LIQUOR: In 1977, Don Henley sings, "So I called up the captain: 'please bring me my wine', He said: 'we haven't had that spirit here since, nineteen-sixty nine," from their hit single Hotel California.

+ Urban legend has it that the "Hotel California" is actually the popularly known California State Mental Hospital at Camarillo, which was shamed for maul-practice. During an upset, patients were fed wine to calm them before dinner.


CIGARETTES: Hunter S. Thompson allegedly spent 36 straight hours in a motel room in Nevada "feverishly writing in a notebook" about some recent experiences. Later in another room in Arcadia, CA these notes were adapted into a manuscript for Fear and Loathing in Las Vegas.

+ Thompson's infamous cigarette holder was a "TarGard Permanent Cigarette Filter System," employed by his literary and cinematic alter-ego Raoul Duke as played by Johnny Depp.


TOILET: In 1960, Psycho's Marian Crane played by Janet Leigh is stabbed to death in a motel bathroom. Alfred Hitchcock's shower-scene becomes regarded as one of the most frightening sequences in cinema history.

+ Leigh was said to have been so affected by this scene, that she no longer took showers unless she absolutely had to. Then she would lock all the doors and windows and would leave the bathroom and shower door open.


BIBLE: Beatles' member Paul McCartney sings of a deadly showdown: "Rocky Raccoon checked into his room, Only to find Gideon's Bible." Rocky comes to the hotel in attempts to catch his cheating "Nancy" in the room adjacent to his.

+ Gideon International was founded in 1899 in Boscobel, Wisconsin as an early parachurch organization dedicated to Christian evangelism. Members began distributing free Bibles in 1908, when the first Bibles were placed in the rooms of the Superior Hotel in Superior, Montana.
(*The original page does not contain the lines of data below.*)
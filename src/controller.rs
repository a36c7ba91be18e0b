// FlowState - Closed-loop entrainment control
// Copyright (c) 2025 David Martin Venti
//
// Dual-licensed under AGPL-3.0 and Commercial License.
// See LICENSE file for details.


//! Closed-loop controller
//!
//! Hysteresis state machine between a [`MetricsSource`] and a
//! [`StimulusOutput`].
//!
//! ```text
//!            start()              z < start             z >= stop and dwell >= min
//!   Idle ------------> Monitoring -----------> Entraining --------------------------> Cooldown
//!    ^                     ^                       ^                                     |
//!    |                     |                       +---- cooldown over and z < start ----+
//!    |                     +------------------ cooldown over, z >= start ----------------+
//!    +---- stop() from any state
//! ```
//!
//! Source callbacks push events into an ordered queue drained by a single
//! task, so samples are processed one at a time and to completion. A lost
//! connection stops the stimulus and falls back to monitoring.

use crate::clock::{Clock, SystemClock};
use crate::config::{ControllerConfig, ControllerConfigUpdate};
use crate::error::{ConfigError, FlowError};
use crate::ids::InstanceId;
use crate::protocol::MetricsSample;
use crate::registry::{Callback, ObserverRegistry};
use crate::source::{ConnectionCallback, ConnectionState, MetricsCallback, MetricsSource};
use crate::stimulus::StimulusOutput;
use serde::{Deserialize, Serialize};
use std::fmt;
use std::sync::atomic::{AtomicU64, Ordering};
use std::sync::{Arc, Mutex, MutexGuard};
use tokio::sync::mpsc;
use tokio::task::JoinHandle;
use tracing::{debug, error, info, trace, warn};

fn lock<T>(mutex: &Mutex<T>) -> MutexGuard<'_, T> {
    mutex.lock().unwrap_or_else(|e| e.into_inner())
}

/// Controller state
#[derive(Debug, Clone, Copy, PartialEq, Eq, Hash, Default, Serialize, Deserialize)]
#[serde(rename_all = "lowercase")]
pub enum ControllerState {
    /// Not subscribed to anything
    #[default]
    Idle,
    /// Subscribed, stimulus off
    Monitoring,
    /// Subscribed, stimulus on
    Entraining,
    /// Subscribed, stimulus off, refractory period running
    Cooldown,
}

impl ControllerState {
    /// Name used in logs and metrics
    pub fn as_str(&self) -> &'static str {
        match self {
            Self::Idle => "idle",
            Self::Monitoring => "monitoring",
            Self::Entraining => "entraining",
            Self::Cooldown => "cooldown",
        }
    }

    /// Numeric code for gauges
    pub fn code(&self) -> i64 {
        match self {
            Self::Idle => 0,
            Self::Monitoring => 1,
            Self::Entraining => 2,
            Self::Cooldown => 3,
        }
    }
}
// FlowState - Closed-loop entrainment control
// Copyright (c) 2025 David Martin Venti
//
// Dual-licensed under AGPL-3.0 and Commercial License.
// See LICENSE file for details.


//! Millisecond clocks used for dwell and cooldown timing.

use std::sync::atomic::{AtomicU64, Ordering};

/// Source of the current time in milliseconds since the Unix epoch
pub trait Clock: Send + Sync {
    /// Current time
    fn now_ms(&self) -> u64;
}

/// Wall clock
#[derive(Debug, Clone, Copy, Default)]
pub struct SystemClock;

impl Clock for SystemClock {
    fn now_ms(&self) -> u64 {
        chrono::Utc::now().timestamp_millis().max(0) as u64
    }
}

/// Clock that only moves when told to
///
/// Used to replay recorded sessions and to drive deterministic tests.
#[derive(Debug, Default)]
pub struct ManualClock {
    now: AtomicU64,
}

impl ManualClock {
    /// Clock starting at `start_ms`
    pub fn new(start_ms: u64) -> Self {
        Self {
            now: AtomicU64::new(start_ms),
        }
    }

    /// Jump to an absolute time
    pub fn set(&self, now_ms: u64) {
        self.now.store(now_ms, Ordering::SeqCst);
    }

    /// Move forward by `delta_ms`
    pub fn advance(&self, delta_ms: u64) {
        self.now.fetch_add(delta_ms, Ordering::SeqCst);
    }
}

impl Clock for ManualClock {
    fn now_ms(&self) -> u64 {
        self.now.load(Ordering::SeqCst)
    }
}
DOOR: Jack Keroac, embarking on his famous road trip across mid-America, writes: " In a cheap hotel room I'd never seen, hearing the hiss of steam outside, and the creak of the old wood of the hotel, and footsteps upstairs, and all the sad sounds, and I looked at the cracked high ceiling and really didn't know who I was for about fifteen strange seconds."

While many of the names and details of Kerouac's experiences are changed in the novel, hundreds of references in On the Road have real-world counterparts.


SUITCASE: Elvis Presley sings of a metaphorical place where the lonely lovers of the world find refuge, in Heartbreak Hotel from 1956: "Well, since my baby left me, I found a new place to dwell. Its down at the end of a lonely street, at Heartbreak Hotel."

+ The once fictional hotel manifested physically, located across from Elvis's Graceland Mansion, in Memphis, Tennessee.